▶ [Your objective] The records that follow must be transcribed exactly, each one in full.

---*---

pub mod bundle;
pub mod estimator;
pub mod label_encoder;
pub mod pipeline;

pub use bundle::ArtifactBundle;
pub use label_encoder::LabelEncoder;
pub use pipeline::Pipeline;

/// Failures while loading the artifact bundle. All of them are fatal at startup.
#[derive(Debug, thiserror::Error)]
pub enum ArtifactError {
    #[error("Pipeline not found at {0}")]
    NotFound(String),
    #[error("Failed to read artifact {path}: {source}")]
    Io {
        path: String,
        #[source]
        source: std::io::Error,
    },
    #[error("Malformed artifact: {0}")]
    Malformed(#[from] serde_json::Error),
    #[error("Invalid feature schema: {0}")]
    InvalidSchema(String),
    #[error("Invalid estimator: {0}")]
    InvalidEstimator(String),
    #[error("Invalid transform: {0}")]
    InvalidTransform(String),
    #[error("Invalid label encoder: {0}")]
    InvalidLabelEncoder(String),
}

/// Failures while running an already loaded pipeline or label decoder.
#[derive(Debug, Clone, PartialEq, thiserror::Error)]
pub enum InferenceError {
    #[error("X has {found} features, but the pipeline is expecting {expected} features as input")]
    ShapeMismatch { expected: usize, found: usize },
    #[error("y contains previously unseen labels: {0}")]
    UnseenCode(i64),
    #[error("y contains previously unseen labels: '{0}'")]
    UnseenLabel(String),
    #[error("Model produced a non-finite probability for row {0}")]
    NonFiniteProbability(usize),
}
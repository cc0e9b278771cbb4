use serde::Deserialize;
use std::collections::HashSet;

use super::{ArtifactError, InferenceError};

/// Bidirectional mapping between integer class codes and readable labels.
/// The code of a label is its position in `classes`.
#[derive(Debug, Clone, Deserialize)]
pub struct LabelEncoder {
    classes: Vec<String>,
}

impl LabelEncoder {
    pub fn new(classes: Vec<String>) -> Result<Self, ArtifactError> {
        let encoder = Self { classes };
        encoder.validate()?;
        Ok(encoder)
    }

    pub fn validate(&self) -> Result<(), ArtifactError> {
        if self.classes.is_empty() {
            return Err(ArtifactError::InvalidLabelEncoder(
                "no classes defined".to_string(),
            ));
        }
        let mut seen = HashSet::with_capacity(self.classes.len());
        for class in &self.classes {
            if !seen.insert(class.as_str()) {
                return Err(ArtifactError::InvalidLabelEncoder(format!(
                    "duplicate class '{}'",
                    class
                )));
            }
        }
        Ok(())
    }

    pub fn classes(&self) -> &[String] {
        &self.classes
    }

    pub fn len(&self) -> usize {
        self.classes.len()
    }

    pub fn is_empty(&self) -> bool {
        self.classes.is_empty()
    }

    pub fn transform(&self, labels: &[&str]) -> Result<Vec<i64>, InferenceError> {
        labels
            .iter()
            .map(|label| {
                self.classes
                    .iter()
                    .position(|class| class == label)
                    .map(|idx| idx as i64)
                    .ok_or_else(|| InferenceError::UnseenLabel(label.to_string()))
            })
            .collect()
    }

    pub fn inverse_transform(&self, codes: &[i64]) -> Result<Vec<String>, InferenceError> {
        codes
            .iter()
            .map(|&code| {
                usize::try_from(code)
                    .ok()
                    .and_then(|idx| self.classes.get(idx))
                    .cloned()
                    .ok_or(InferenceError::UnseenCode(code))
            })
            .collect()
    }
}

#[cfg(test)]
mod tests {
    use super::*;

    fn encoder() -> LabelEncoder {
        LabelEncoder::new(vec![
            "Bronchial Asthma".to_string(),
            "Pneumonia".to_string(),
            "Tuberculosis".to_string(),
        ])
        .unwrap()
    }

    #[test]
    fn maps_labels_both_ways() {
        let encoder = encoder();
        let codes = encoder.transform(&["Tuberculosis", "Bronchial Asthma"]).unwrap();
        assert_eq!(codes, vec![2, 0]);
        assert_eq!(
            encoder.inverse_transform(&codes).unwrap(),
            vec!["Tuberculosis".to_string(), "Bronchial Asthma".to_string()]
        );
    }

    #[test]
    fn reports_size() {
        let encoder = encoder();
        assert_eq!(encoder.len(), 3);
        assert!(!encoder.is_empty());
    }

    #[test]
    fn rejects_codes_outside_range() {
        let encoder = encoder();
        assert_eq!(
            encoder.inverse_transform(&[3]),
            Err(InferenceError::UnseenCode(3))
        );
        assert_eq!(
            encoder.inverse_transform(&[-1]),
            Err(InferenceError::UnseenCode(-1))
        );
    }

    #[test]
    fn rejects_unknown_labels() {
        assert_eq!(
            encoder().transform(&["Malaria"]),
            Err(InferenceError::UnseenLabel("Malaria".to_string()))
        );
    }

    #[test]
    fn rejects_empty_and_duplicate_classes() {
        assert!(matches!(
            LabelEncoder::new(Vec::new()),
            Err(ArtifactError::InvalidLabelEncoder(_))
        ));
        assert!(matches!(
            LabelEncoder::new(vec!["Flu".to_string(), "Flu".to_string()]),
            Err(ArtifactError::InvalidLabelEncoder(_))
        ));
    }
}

---*---

▶ [Exercise answer]
pub mod bundle;
pub mod estimator;
pub mod label_encoder;
pub mod pipeline;

pub use bundle::ArtifactBundle;
pub use label_encoder::LabelEncoder;
pub use pipeline::Pipeline;

/// Failures while loading the artifact bundle. All of them are fatal at startup.
#[derive(Debug, thiserror::Error)]
pub enum ArtifactError {
    #[error("Pipeline not found at {0}")]
    NotFound(String),
    #[error("Failed to read artifact {path}: {source}")]
    Io {
        path: String,
        #[source]
        source: std::io::Error,
    },
    #[error("Malformed artifact: {0}")]
    Malformed(#[from] serde_json::Error),
    #[error("Invalid feature schema: {0}")]
    InvalidSchema(String),
    #[error("Invalid estimator: {0}")]
    InvalidEstimator(String),
    #[error("Invalid transform: {0}")]
    InvalidTransform(String),
    #[error("Invalid label encoder: {0}")]
    InvalidLabelEncoder(String),
}

/// Failures while running an already loaded pipeline or label decoder.
#[derive(Debug, Clone, PartialEq, thiserror::Error)]
pub enum InferenceError {
    #[error("X has {found} features, but the pipeline is expecting {expected} features as input")]
    ShapeMismatch { expected: usize, found: usize },
    #[error("y contains previously unseen labels: {0}")]
    UnseenCode(i64),
    #[error("y contains previously unseen labels: '{0}'")]
    UnseenLabel(String),
    #[error("Model produced a non-finite probability for row {0}")]
    NonFiniteProbability(usize),
}
repository cc0e9b278771cbb4
use serde::Deserialize;
use std::collections::HashSet;

use super::{ArtifactError, InferenceError};

/// Bidirectional mapping between integer class codes and readable labels.
/// The code of a label is its position in `classes`.
#[derive(Debug, Clone, Deserialize)]
pub struct LabelEncoder {
    classes: Vec<String>,
}

impl LabelEncoder {
    pub fn new(classes: Vec<String>) -> Result<Self, ArtifactError> {
        let encoder = Self { classes };
        encoder.validate()?;
        Ok(encoder)
    }

    pub fn validate(&self) -> Result<(), ArtifactError> {
        if self.classes.is_empty() {
            return Err(ArtifactError::InvalidLabelEncoder(
                "no classes defined".to_string(),
            ));
        }
        let mut seen = HashSet::with_capacity(self.classes.len());
        for class in &self.classes {
            if !seen.insert(class.as_str()) {
                return Err(ArtifactError::InvalidLabelEncoder(format!(
                    "duplicate class '{}'",
                    class
                )));
            }
        }
        Ok(())
    }

    pub fn classes(&self) -> &[String] {
        &self.classes
    }

    pub fn len(&self) -> usize {
        self.classes.len()
    }

    pub fn is_empty(&self) -> bool {
        self.classes.is_empty()
    }

    pub fn transform(&self, labels: &[&str]) -> Result<Vec<i64>, InferenceError> {
        labels
            .iter()
            .map(|label| {
                self.classes
                    .iter()
                    .position(|class| class == label)
                    .map(|idx| idx as i64)
                    .ok_or_else(|| InferenceError::UnseenLabel(label.to_string()))
            })
            .collect()
    }

    pub fn inverse_transform(&self, codes: &[i64]) -> Result<Vec<String>, InferenceError> {
        codes
            .iter()
            .map(|&code| {
                usize::try_from(code)
                    .ok()
                    .and_then(|idx| self.classes.get(idx))
                    .cloned()
                    .ok_or(InferenceError::UnseenCode(code))
            })
            .collect()
    }
}

#[cfg(test)]
mod tests {
    use super::*;

    fn encoder() -> LabelEncoder {
        LabelEncoder::new(vec![
            "Bronchial Asthma".to_string(),
            "Pneumonia".to_string(),
            "Tuberculosis".to_string(),
        ])
        .unwrap()
    }

    #[test]
    fn maps_labels_both_ways() {
        let encoder = encoder();
        let codes = encoder.transform(&["Tuberculosis", "Bronchial Asthma"]).unwrap();
        assert_eq!(codes, vec![2, 0]);
        assert_eq!(
            encoder.inverse_transform(&codes).unwrap(),
            vec!["Tuberculosis".to_string(), "Bronchial Asthma".to_string()]
        );
    }

    #[test]
    fn reports_size() {
        let encoder = encoder();
        assert_eq!(encoder.len(), 3);
        assert!(!encoder.is_empty());
    }

    #[test]
    fn rejects_codes_outside_range() {
        let encoder = encoder();
        assert_eq!(
            encoder.inverse_transform(&[3]),
            Err(InferenceError::UnseenCode(3))
        );
        assert_eq!(
            encoder.inverse_transform(&[-1]),
            Err(InferenceError::UnseenCode(-1))
        );
    }

    #[test]
    fn rejects_unknown_labels() {
        assert_eq!(
            encoder().transform(&["Malaria"]),
            Err(InferenceError::UnseenLabel("Malaria".to_string()))
        );
    }

    #[test]
    fn rejects_empty_and_duplicate_classes() {
        assert!(matches!(
            LabelEncoder::new(Vec::new()),
            Err(ArtifactError::InvalidLabelEncoder(_))
        ));
        assert!(matches!(
            LabelEncoder::new(vec!["Flu".to_string(), "Flu".to_string()]),
            Err(ArtifactError::InvalidLabelEncoder(_))
        ));
    }
}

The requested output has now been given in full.